Based on Zarr, it should be instantiated via its methods memory_store, directory_store or load.
- Parameters:
zarr_store (Union[MemoryStore, DirectoryStore]) – Zarr store object.
simulator (Optional[Simulator]) – simulator object.
sync_path (Optional[Union[str, Path]]) – if specified, it will enable synchronization using file locks (files will be stored in the given path). Must be accessible to all processes working on the store and the underlying filesystem must support file locking.
chunksize (int) – the parameters and simulation output will be stored as arrays with the specified chunk size along the sample dimension (a single chunk will be used for the other dimensions).
pickle_protocol (int) – pickle protocol number used for storing intensity functions.
from_scratch (bool) – if False, load the sample store from the Zarr store provided.
- __getitem__(i)[source]¶
Returns data store entry with index \(i\).
- Parameters:
i (int) –
- Return type:
Tuple[Mapping[str, ndarray], ndarray]
- add(N, prior, bound=None)[source]¶
Adds points to the store.
- Parameters:
- Return type:
None
Warning
Calling this method will alter the content of the store by adding additional points.
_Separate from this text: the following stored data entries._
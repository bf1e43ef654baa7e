//! SharedMemoized: a memoized callable usable from several threads

use std::hash::Hash;

use lrustore::Result;
use parking_lot::Mutex;

use crate::config::MemoConfig;
use crate::info::CacheInfo;
use crate::memo::Memoized;

/// Thread-safe wrapper around [`Memoized`]
///
/// One exclusive lock guards the store, its recency order and the counters,
/// and is held for the whole lookup, compute and insert sequence. A key is
/// therefore computed at most once while it stays cached, but calls are
/// serialized, including the wrapped computation.
///
/// The callable must not call back into the same `SharedMemoized`; that
/// would deadlock on the lock.
///
/// ```
/// use std::sync::Arc;
/// use memoize::SharedMemoized;
///
/// let cube = Arc::new(SharedMemoized::new(|n: &u64| n * n * n, 64).unwrap());
///
/// std::thread::scope(|s| {
///     for _ in 0..4 {
///         let cube = Arc::clone(&cube);
///         s.spawn(move || assert_eq!(cube.call(3), 27));
///     }
/// });
///
/// assert_eq!(cube.cache_info().misses, 1);
/// ```
pub struct SharedMemoized<K, V, F> {
    inner: Mutex<Memoized<K, V, F>>,
}

impl<K, V, F> SharedMemoized<K, V, F>
where
    K: Hash + Eq + Clone,
    V: Clone,
{
    /// Wrap `func` with a cache of at most `maxsize` results
    pub fn new(func: F, maxsize: usize) -> Result<Self> {
        Memoized::new(func, maxsize).map(Self::from)
    }

    /// Wrap `func` using the given settings
    pub fn with_config(func: F, config: MemoConfig) -> Result<Self> {
        Memoized::with_config(func, config).map(Self::from)
    }

    /// Call through the cache
    pub fn call(&self, key: K) -> V
    where
        F: FnMut(&K) -> V,
    {
        self.inner.lock().call(key)
    }

    /// Call a fallible callable through the cache
    pub fn try_call<E>(&self, key: K) -> std::result::Result<V, E>
    where
        F: FnMut(&K) -> std::result::Result<V, E>,
    {
        self.inner.lock().try_call(key)
    }

    /// Snapshot of hits, misses, maximum size and current size
    pub fn cache_info(&self) -> CacheInfo {
        self.inner.lock().cache_info()
    }

    /// Number of cached results dropped to make room for new ones
    pub fn evictions(&self) -> u64 {
        self.inner.lock().evictions()
    }

    /// Drop every cached result and reset the counters
    pub fn cache_clear(&self) {
        self.inner.lock().cache_clear();
    }

    /// Unwrap the single-threaded memoizer
    pub fn into_inner(self) -> Memoized<K, V, F> {
        self.inner.into_inner()
    }
}

impl<K, V, F> From<Memoized<K, V, F>> for SharedMemoized<K, V, F> {
    fn from(memo: Memoized<K, V, F>) -> Self {
        Self {
            inner: Mutex::new(memo),
        }
    }
}

#[cfg(test)]
mod tests {
    use super::*;
    use std::sync::atomic::{AtomicUsize, Ordering};
    use std::sync::Arc;

    #[test]
    fn test_shared_basic() {
        let shared = SharedMemoized::new(|s: &String| s.to_uppercase(), 4).unwrap();

        assert_eq!(shared.call("abc".to_string()), "ABC");
        assert_eq!(shared.call("abc".to_string()), "ABC");

        let info = shared.cache_info();
        assert_eq!((info.hits, info.misses), (1, 1));
    }

    #[test]
    fn test_shared_is_send_sync() {
        fn assert_send_sync<T: Send + Sync>() {}
        assert_send_sync::<SharedMemoized<u64, String, fn(&u64) -> String>>();
    }

    #[test]
    fn test_shared_computes_each_key_once() {
        let runs = Arc::new(AtomicUsize::new(0));
        let counter = Arc::clone(&runs);
        let shared = Arc::new(
            SharedMemoized::new(
                move |n: &u32| {
                    counter.fetch_add(1, Ordering::SeqCst);
                    u64::from(*n) * 3
                },
                32,
            )
            .unwrap(),
        );

        std::thread::scope(|s| {
            for _ in 0..4 {
                let shared = Arc::clone(&shared);
                s.spawn(move || {
                    for n in 0..16 {
                        assert_eq!(shared.call(n), u64::from(n) * 3);
                    }
                });
            }
        });

        assert_eq!(runs.load(Ordering::SeqCst), 16);
        let info = shared.cache_info();
        assert_eq!(info.misses, 16);
        assert_eq!(info.hits, 48);
        assert_eq!(info.currsize, 16);
    }

    #[test]
    fn test_shared_into_inner() {
        let shared = SharedMemoized::new(|n: &i8| n.abs(), 2).unwrap();
        shared.call(-3);
        shared.cache_clear();

        let memo = shared.into_inner();
        assert_eq!(memo.cache_info().currsize, 0);
    }
}
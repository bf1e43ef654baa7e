//! # memoize
//!
//! Memoization of pure functions behind a bounded LRU store.
//!
//! ## Architecture
//! - **Store**: [`lrustore::LruStore`] keeps at most `maxsize` results and
//!   evicts the least recently used one
//! - **Adapter**: [`Memoized`] owns the wrapped callable, the store and the
//!   hit/miss counters; [`Memoized::cache_info`] returns a [`CacheInfo`]
//! - **Keys**: any `Hash + Eq + Clone` type; [`CallKey`] covers mixed
//!   positional and named arguments
//! - **Sharing**: [`SharedMemoized`] puts the adapter behind one lock for use
//!   from several threads
//!
//! ## Example
//!
//! ```
//! use memoize::{memoize, CallKey};
//!
//! let mut distance = memoize(
//!     |key: &CallKey| key.positional().len() * 10,
//!     128,
//! )
//! .unwrap();
//!
//! let key = CallKey::new().arg(41.88).arg(-87.63).named("unit", "km");
//! distance.call(key.clone());
//! distance.call(key);
//!
//! assert_eq!(distance.cache_info().to_string(),
//!     "CacheInfo(hits=1, misses=1, maxsize=128, currsize=1)");
//! ```

#![warn(missing_docs)]

mod config;
mod info;
mod key;
mod memo;
mod shared;

pub use config::{MemoConfig, DEFAULT_MAXSIZE};
pub use info::CacheInfo;
pub use key::{Arg, CallKey};
pub use lrustore::{Error, LruStore, Result};
pub use memo::{memoize, try_memoize, Memoized};
pub use shared::SharedMemoized;
#![forbid(unsafe_code)]
#![warn(missing_docs)]

//! xaas-admin storage
//!
//! SQLite persistence for every record type of `xaas-core`. Queries are
//! built from each model's [`ModelMeta`](xaas_core::ModelMeta), so one
//! generic store serves all tables.
//!
//! # Modules
//!
//! - [`database`]: Connection pool, schema creation and generic CRUD
//! - [`describe`]: Textual representation of records that need lookups

pub mod database;
pub mod describe;

pub use database::SqliteStore;
pub use describe::Describe;
//! `serve`, `migrate` and `check`.

use xaas_api::Server;
use xaas_core::{Result, Settings};
use xaas_storage::SqliteStore;

/// Run the admin site until SIGINT or SIGTERM.
pub async fn serve(settings: Settings) -> anyhow::Result<()> {
    for issue in check_settings(&settings) {
        tracing::warn!("{issue}");
    }
    let server = Server::new(settings).await?;
    server.run(shutdown_signal()).await?;
    Ok(())
}

/// Create missing tables in the configured database.
pub async fn migrate(settings: &Settings) -> Result<()> {
    let store = SqliteStore::connect(&settings.database).await?;
    store.migrate().await?;
    store.close().await;
    Ok(())
}

/// Problems with settings that a deployment should not run with.
pub fn check_settings(settings: &Settings) -> Vec<String> {
    let mut issues = Vec::new();
    let public = settings
        .allowed_hosts
        .iter()
        .any(|h| h == "*" || !is_loopback(h));

    if settings.debug && public && settings.server_name != "ci" {
        issues.push("debug is enabled while serving non-local hosts".to_string());
    }
    if !settings.debug && settings.allowed_hosts.is_empty() {
        issues.push("allowed_hosts is empty, every request will be rejected".to_string());
    }
    if !settings.debug && settings.allowed_hosts.iter().any(|h| h == "*") {
        issues.push("allowed_hosts accepts any host".to_string());
    }
    if settings.auth.enabled && settings.auth.tokens.is_empty() {
        issues.push("authentication is enabled but no token is configured".to_string());
    }
    if !settings.auth.enabled && !settings.debug {
        issues.push("authentication is disabled".to_string());
    }
    if !settings.static_root.is_dir() {
        issues.push(format!(
            "static_root {} is not a directory",
            settings.static_root.display()
        ));
    }
    issues
}

fn is_loopback(host: &str) -> bool {
    matches!(host, "localhost" | "127.0.0.1" | "[::1]" | ".localhost")
}

/// Print the check report. Returns the number of issues.
pub fn check(settings: &Settings) -> usize {
    println!(
        "Environment '{}', database {}",
        settings.server_name, settings.database.url
    );
    let issues = check_settings(settings);
    for issue in &issues {
        println!("  - {issue}");
    }
    match issues.len() {
        0 => println!("System check identified no issues."),
        1 => println!("System check identified 1 issue."),
        n => println!("System check identified {n} issues."),
    }
    issues.len()
}

async fn shutdown_signal() {
    #[cfg(unix)]
    {
        use tokio::signal::unix::{SignalKind, signal};

        match (
            signal(SignalKind::terminate()),
            signal(SignalKind::interrupt()),
        ) {
            (Ok(mut sigterm), Ok(mut sigint)) => {
                tokio::select! {
                    _ = sigterm.recv() => {},
                    _ = sigint.recv() => {},
                }
            }
            _ => {
                let _ = tokio::signal::ctrl_c().await;
            }
        }
    }
    #[cfg(not(unix))]
    {
        let _ = tokio::signal::ctrl_c().await;
    }
    tracing::info!("Shutdown requested");
}

#[cfg(test)]
#[allow(clippy::unwrap_used)]
mod tests {
    use super::*;
    use xaas_core::settings::TokenGrant;

    fn settings_in(dir: &tempfile::TempDir) -> Settings {
        Settings {
            static_root: dir.path().to_path_buf(),
            ..Settings::default()
        }
    }

    #[test]
    fn test_local_defaults_have_no_issues() {
        let dir = tempfile::tempdir().unwrap();
        assert!(check_settings(&settings_in(&dir)).is_empty());
    }

    #[test]
    fn test_production_like_issues() {
        let dir = tempfile::tempdir().unwrap();
        let mut settings = settings_in(&dir);
        settings.debug = false;
        settings.allowed_hosts = vec!["*".to_string()];
        settings.auth.enabled = true;

        let issues = check_settings(&settings);
        assert_eq!(issues.len(), 2, "{issues:?}");
        assert!(issues.iter().any(|i| i.contains("any host")));
        assert!(issues.iter().any(|i| i.contains("no token")));

        settings.allowed_hosts = vec!["xaas-admin-test.epfl.ch".to_string()];
        settings.auth.tokens = vec![TokenGrant {
            token: "t".to_string(),
            username: "alice".to_string(),
            groups: Vec::new(),
        }];
        assert!(check_settings(&settings).is_empty());
    }

    #[test]
    fn test_debug_on_public_host() {
        let dir = tempfile::tempdir().unwrap();
        let mut settings = settings_in(&dir);
        settings.allowed_hosts = vec!["xaas-admin.epfl.ch".to_string()];
        let issues = check_settings(&settings);
        assert_eq!(issues, vec!["debug is enabled while serving non-local hosts"]);
    }

    #[test]
    fn test_missing_static_root() {
        let settings = Settings {
            static_root: "/nonexistent/xaas-admin/static".into(),
            ..Settings::default()
        };
        assert_eq!(check(&settings), 1);
    }

    #[tokio::test]
    async fn test_migrate_file_database() {
        let dir = tempfile::tempdir().unwrap();
        let mut settings = settings_in(&dir);
        settings.database.url = format!(
            "sqlite://{}?mode=rwc",
            dir.path().join("db.sqlite").display()
        );
        migrate(&settings).await.unwrap();
        migrate(&settings).await.unwrap();
        assert!(dir.path().join("db.sqlite").exists());
    }
}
Currently this cannot be reverted, so use with care when applying it to the DirectoryStore.
- property any_failed: bool¶
Check whether there are parameters which currently lead to a failed simulation.
- coverage(N, prior, bound=None)[source]¶
Returns fraction of already stored data points.
- Parameters:
- Returns:
Fraction of samples that is already covered by content of the store.
- Return type:
float
Note
A coverage of zero means that all points need to be newly simulated. A coverage of 1.0 means that all points are already available for this (truncated) prior.
Warning
Results are Monte Carlo estimated and subject to sampling noise.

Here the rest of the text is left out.